DELIVERY SERVICES LESS SUSTAINABLE, BUT SIGNIFICANTLY MORE FISCALLY COMPETITIVE

It becomes completely incomprehensible when we look over the edge of our plate to the delivery services: they have to pay 12% less VAT for food that is mostly produced with the simplest possible effort, cheap materials and less qualified personnel.

A delivery service usually employs many temporary staff - a good restaurant these days has to seek good permanent employment, train its staff and often faces international competition for staff in the big cities or a rooted, local tradition in villages and the countryside. Already it is one of the biggest challenges to find employees at all in a city like Munich and then build continuity with them.
And during Corona we see it even more clearly: where in our restaurant we usually work with beautiful dishes, during the delivery service time there are tons of cardboard, plastic and even aluminum waste. Fiscally favored over the restaurants, but in the perception of customers, the prices are then in competition with each other.
This is not sustainable, neither for the environment, nor for the employment situation, and certainly not for a heterogeneous landscape of small farms that enrich their respective regions and have to manage very precisely themselves.

CORONA CRISIS AS A CHANGE FOR THE CHANGE OF ECONOMIC FUNDAMENTALS

In Bavaria, almost 500,000 jobs depend directly on a hospitality business - from the downstream, specialized suppliers not to mention. Almost 90% of these establishments generate less than 500,000 euros per year - but that is not profit for the restaurateur, but turnover, from which all costs and salaries are first deducted.

Gastronomy is diversity and a small-scale, heterogeneous gastronomic landscape is actually also an important regional cultural and social factor.
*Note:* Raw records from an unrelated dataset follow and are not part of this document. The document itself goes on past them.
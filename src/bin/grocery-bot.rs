//! Slack bot serving the grocery admin home tab and modals.
//!
//! Configuration comes from the file named by `GROCERY_CONFIG` (optional) and the environment.

// std
use std::{error::Error as StdError, path::PathBuf, process::ExitCode, sync::Arc};
// self
use grocery_admin::{
	api::ApiClient,
	auth::SessionManager,
	config::Config,
	error::ConfigError,
	http::ReqwestTransport,
	obs,
	slack::{ReqwestSlackApi, SlackBot, server, signature::SignatureVerifier},
};

#[tokio::main]
async fn main() -> ExitCode {
	let path = std::env::var_os("GROCERY_CONFIG").map(PathBuf::from);
	let config = match Config::load(path.as_deref()) {
		Ok(config) => config,
		Err(err) => {
			eprintln!("grocery-bot: {err}");

			return ExitCode::FAILURE;
		},
	};

	obs::init_logging(&config.logging);

	match run(config).await {
		Ok(()) => ExitCode::SUCCESS,
		Err(err) => {
			tracing::error!(error = %err, "grocery-bot stopped");

			ExitCode::FAILURE
		},
	}
}

async fn run(config: Config) -> Result<(), Box<dyn StdError>> {
	let credentials = config.bot.credentials()?;
	let verifier = SignatureVerifier::new(config.slack.require_signing_secret()?);
	let http = reqwest::Client::builder()
		.timeout(config.api.timeout)
		.build()
		.map_err(ConfigError::from)?;
	let slack = ReqwestSlackApi::new(
		http,
		config.slack.api_base_url.clone(),
		config.slack.require_bot_token()?,
	);
	let client = ApiClient::new(config.api, Arc::new(SessionManager::new()))?;

	if let Err(err) = client.ensure_login(&credentials).await {
		tracing::warn!(error = %err, "initial API login failed; retrying on first interaction");
	}

	let bot: Arc<SlackBot<ReqwestTransport, ReqwestSlackApi>> =
		Arc::new(SlackBot::new(client, slack).with_credentials(credentials));
	let watcher = bot.clone();

	tokio::spawn(async move { watcher.watch_session().await });

	server::serve(&config.bot.bind_address, bot, verifier).await?;

	Ok(())
}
There is also a public interest in ensuring that these restaurants do not go out of business one after the other, that countless restaurateurs do not give up every year, as they did before Corona, and that the restaurant industry has a chance to survive economically even if it wants to offer customers high quality.
It's time to give restaurants, which are already burdened many times over and many times over, another chance. A long-term fiscal equality of restaurant dining with the takeaway burger at McDonalds and the delivery pizza is overdue and an investment in sustainability.

Alexander Reinelt is the managing director of SUSHIYA GmbH and has been running the Japanese restaurant "sansaro" in Munich for over ten years.